> EXERCISE DETAILS
Within the records that follow, find every line containing the string "value". Copy those lines.

─── DATA RECORDS ───

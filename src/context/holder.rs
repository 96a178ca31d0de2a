//! 上下文存储槽

use rat_logger::warn;
use std::cell::Cell;
use std::future::Future;

use crate::types::DataSourceKey;

tokio::task_local! {
    static TASK_DATA_SOURCE: Cell<Option<DataSourceKey>>;
}

thread_local! {
    static THREAD_DATA_SOURCE: Cell<Option<DataSourceKey>> = const { Cell::new(None) };
}

/// 当前可用的存储槽
#[derive(Debug, Clone, Copy, PartialEq, Eq)]
pub(crate) enum Slot {
    /// 任务本地作用域
    Task,
    /// 运行时之外的同步代码
    Thread,
    /// 处于 tokio 运行时中但没有任务作用域，工作线程被多个任务共享，不能保存键
    Unscoped,
}

pub(crate) fn active_slot() -> Slot {
    if TASK_DATA_SOURCE.try_with(|_| ()).is_ok() {
        Slot::Task
    } else if tokio::runtime::Handle::try_current().is_ok() {
        Slot::Unscoped
    } else {
        Slot::Thread
    }
}

/// 替换当前上下文中的键，返回旧值
///
/// 没有可用的存储槽时不写入，返回 `None`
pub(crate) fn replace_slot(value: Option<DataSourceKey>) -> Option<Option<DataSourceKey>> {
    match active_slot() {
        Slot::Task => TASK_DATA_SOURCE.try_with(|slot| slot.replace(value)).ok(),
        Slot::Thread => Some(THREAD_DATA_SOURCE.with(|slot| slot.replace(value))),
        Slot::Unscoped => None,
    }
}

fn read_slot() -> Option<DataSourceKey> {
    match active_slot() {
        Slot::Task => TASK_DATA_SOURCE.try_with(Cell::get).ok().flatten(),
        Slot::Thread => THREAD_DATA_SOURCE.with(Cell::get),
        Slot::Unscoped => None,
    }
}

pub(crate) fn warn_unscoped(key: DataSourceKey) {
    warn!(
        "在 tokio 运行时中设置数据源键 {} 但没有任务作用域，已忽略。请使用 with_data_source 或 ContextScope::run",
        key
    );
}

/// 设置当前上下文的数据源键（后写覆盖先写）
///
/// 在 tokio 运行时中必须位于 [`with_data_source`] 或 [`ContextScope`] 之内，
/// 否则键不会被记录，路由仍然使用默认数据源
pub fn set_data_source(key: DataSourceKey) {
    match replace_slot(Some(key)) {
        Some(Some(previous)) if previous != key => {
            crate::debug_log!("数据源键被覆盖: {} -> {}", previous, key);
        }
        Some(_) => {}
        None => warn_unscoped(key),
    }
}

/// 获取当前上下文的数据源键，`None` 表示使用默认数据源
pub fn current_data_source() -> Option<DataSourceKey> {
    read_slot()
}

/// 清除当前上下文的数据源键
pub fn clear_data_source() {
    let _ = replace_slot(None);
}

/// 在指定数据源下执行异步操作
///
/// 操作运行在全新的任务本地作用域中，作用域随 future 完成或被丢弃（取消）而消失，
/// 因此不会把键泄漏给复用同一工作线程的其他任务
pub async fn with_data_source<F>(key: DataSourceKey, future: F) -> F::Output
where
    F: Future,
{
    TASK_DATA_SOURCE.scope(Cell::new(Some(key)), future).await
}

/// 在指定数据源下执行同步操作，返回后恢复先前的键
///
/// 用于运行时之外的同步代码，或者已经处于任务作用域内的同步片段
pub fn with_data_source_sync<R>(key: DataSourceKey, f: impl FnOnce() -> R) -> R {
    let _guard = super::DataSourceGuard::new(key);
    f()
}

/// 任务本地作用域
///
/// 用于请求处理这类需要多次 set/clear 的场景，作用域内的键只对当前任务可见
pub struct ContextScope;

impl ContextScope {
    /// 以空键开启一个作用域并执行 future
    pub async fn run<F>(future: F) -> F::Output
    where
        F: Future,
    {
        TASK_DATA_SOURCE.scope(Cell::new(None), future).await
    }

    /// 当前是否处于任务本地作用域内
    pub fn is_active() -> bool {
        active_slot() == Slot::Task
    }
}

───

> RESULT
pub(crate) fn replace_slot(value: Option<DataSourceKey>) -> Option<Option<DataSourceKey>> {
        Slot::Task => TASK_DATA_SOURCE.try_with(|slot| slot.replace(value)).ok(),
        Slot::Thread => Some(THREAD_DATA_SOURCE.with(|slot| slot.replace(value))),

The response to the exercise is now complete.